═══ Entries shown ═══

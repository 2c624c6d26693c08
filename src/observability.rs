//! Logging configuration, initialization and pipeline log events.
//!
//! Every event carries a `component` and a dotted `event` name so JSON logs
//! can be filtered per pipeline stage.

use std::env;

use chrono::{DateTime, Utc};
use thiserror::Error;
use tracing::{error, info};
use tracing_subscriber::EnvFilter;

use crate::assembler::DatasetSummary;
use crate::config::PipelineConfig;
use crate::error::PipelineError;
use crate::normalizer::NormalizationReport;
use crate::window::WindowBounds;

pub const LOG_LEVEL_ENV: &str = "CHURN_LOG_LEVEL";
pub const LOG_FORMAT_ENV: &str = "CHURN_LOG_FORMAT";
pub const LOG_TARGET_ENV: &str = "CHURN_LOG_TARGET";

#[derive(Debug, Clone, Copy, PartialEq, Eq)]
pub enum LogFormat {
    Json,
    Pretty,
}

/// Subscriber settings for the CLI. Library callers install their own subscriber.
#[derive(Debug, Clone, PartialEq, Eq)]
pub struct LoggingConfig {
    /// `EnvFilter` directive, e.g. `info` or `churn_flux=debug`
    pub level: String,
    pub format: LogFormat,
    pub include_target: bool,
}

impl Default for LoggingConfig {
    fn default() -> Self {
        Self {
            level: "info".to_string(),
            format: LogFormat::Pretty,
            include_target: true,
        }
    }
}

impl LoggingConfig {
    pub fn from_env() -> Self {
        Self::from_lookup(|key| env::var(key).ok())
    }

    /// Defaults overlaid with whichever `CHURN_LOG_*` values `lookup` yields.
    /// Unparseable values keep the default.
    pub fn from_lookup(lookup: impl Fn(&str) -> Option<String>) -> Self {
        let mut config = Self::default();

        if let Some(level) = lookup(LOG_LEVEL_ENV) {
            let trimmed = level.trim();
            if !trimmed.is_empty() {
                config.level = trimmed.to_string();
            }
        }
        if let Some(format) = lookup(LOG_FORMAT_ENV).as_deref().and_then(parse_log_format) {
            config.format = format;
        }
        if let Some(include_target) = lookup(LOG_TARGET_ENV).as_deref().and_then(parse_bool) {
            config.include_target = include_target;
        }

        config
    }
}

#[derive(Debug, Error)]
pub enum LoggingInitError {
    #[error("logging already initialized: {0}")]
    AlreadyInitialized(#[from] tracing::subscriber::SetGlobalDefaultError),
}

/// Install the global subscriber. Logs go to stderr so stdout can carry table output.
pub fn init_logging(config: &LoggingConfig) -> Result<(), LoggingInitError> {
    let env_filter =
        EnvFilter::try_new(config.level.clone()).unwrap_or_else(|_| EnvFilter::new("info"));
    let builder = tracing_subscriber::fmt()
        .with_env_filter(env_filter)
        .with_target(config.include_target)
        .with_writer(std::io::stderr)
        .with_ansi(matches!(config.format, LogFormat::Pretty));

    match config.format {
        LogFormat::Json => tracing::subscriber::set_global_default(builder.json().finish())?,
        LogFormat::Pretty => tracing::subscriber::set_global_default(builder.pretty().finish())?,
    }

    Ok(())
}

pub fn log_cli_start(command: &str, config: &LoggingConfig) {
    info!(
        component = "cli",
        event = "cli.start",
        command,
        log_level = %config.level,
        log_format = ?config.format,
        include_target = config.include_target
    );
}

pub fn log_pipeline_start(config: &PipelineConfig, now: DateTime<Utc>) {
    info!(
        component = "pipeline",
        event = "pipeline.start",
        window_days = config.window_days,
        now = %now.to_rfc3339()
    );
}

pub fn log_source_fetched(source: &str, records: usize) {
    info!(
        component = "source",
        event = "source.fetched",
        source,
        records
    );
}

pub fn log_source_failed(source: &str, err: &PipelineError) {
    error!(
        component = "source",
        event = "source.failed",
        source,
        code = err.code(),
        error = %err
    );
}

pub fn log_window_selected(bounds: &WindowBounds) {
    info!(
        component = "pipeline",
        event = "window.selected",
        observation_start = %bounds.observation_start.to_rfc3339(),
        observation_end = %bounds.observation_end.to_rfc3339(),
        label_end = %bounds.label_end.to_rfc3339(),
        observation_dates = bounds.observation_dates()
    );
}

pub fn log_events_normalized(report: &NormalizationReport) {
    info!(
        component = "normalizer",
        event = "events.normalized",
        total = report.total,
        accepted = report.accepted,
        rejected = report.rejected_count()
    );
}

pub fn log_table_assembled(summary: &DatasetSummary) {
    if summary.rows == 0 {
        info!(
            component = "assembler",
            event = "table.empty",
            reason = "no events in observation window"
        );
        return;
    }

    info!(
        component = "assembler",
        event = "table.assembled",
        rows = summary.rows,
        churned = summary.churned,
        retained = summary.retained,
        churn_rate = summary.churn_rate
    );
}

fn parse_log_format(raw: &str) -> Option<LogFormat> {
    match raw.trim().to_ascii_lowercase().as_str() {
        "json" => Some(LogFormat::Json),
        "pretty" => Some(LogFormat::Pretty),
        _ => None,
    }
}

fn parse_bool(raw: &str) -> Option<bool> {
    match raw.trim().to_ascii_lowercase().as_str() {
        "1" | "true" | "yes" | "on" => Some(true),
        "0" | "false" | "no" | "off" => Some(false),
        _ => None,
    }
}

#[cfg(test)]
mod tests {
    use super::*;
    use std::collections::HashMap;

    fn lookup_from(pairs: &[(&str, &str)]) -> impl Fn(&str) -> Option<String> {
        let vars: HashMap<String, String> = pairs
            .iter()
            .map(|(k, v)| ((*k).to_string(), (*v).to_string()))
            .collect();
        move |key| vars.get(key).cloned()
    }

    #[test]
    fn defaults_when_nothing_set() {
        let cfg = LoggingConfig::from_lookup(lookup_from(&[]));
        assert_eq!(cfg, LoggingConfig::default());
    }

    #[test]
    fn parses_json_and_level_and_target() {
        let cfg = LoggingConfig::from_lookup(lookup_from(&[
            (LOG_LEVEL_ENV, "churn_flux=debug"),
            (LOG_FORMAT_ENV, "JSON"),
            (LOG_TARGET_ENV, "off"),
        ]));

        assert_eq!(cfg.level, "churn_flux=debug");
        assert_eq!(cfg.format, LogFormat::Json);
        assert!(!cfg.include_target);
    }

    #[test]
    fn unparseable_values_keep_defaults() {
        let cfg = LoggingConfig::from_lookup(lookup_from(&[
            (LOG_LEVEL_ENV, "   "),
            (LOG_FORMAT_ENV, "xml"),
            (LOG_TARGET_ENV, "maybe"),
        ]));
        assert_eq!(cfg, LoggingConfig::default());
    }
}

═══
═══ Entries shown ═══

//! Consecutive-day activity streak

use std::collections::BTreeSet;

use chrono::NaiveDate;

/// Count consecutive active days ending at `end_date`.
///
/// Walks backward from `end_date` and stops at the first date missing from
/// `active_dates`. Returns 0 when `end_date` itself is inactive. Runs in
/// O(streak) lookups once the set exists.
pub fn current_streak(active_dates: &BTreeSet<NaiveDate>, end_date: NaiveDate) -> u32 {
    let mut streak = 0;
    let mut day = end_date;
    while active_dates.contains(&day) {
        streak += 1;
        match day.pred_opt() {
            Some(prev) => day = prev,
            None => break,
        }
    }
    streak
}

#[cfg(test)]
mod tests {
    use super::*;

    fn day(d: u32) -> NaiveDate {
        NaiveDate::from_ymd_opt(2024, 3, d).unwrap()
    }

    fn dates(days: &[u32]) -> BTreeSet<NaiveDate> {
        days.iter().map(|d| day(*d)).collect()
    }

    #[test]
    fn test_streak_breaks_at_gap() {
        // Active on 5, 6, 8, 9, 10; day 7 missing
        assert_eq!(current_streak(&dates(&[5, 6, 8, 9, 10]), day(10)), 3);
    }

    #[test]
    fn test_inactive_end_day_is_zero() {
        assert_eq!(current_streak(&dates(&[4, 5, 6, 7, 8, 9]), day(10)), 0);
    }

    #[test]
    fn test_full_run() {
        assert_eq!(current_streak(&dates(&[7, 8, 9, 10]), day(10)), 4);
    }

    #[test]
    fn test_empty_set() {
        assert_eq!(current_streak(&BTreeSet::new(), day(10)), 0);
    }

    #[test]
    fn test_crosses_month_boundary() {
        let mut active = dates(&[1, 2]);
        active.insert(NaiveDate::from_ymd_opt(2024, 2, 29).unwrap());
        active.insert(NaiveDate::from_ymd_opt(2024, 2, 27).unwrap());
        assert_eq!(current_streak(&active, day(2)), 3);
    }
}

═══

Task directions
Word for word, restate the lines of the data above that fall between the line holding "#[derive(Debug, Clone, PartialEq, Eq)]" and the line holding "pub fn from_env()", inclusive, and no other lines.

Answer for this exercise
#[derive(Debug, Clone, PartialEq, Eq)]
pub struct LoggingConfig {
    /// `EnvFilter` directive, e.g. `info` or `churn_flux=debug`
    pub level: String,
    pub format: LogFormat,
    pub include_target: bool,
}

impl Default for LoggingConfig {
    fn default() -> Self {
        Self {
            level: "info".to_string(),
            format: LogFormat::Pretty,
            include_target: true,
        }
    }
}

impl LoggingConfig {
    pub fn from_env() -> Self {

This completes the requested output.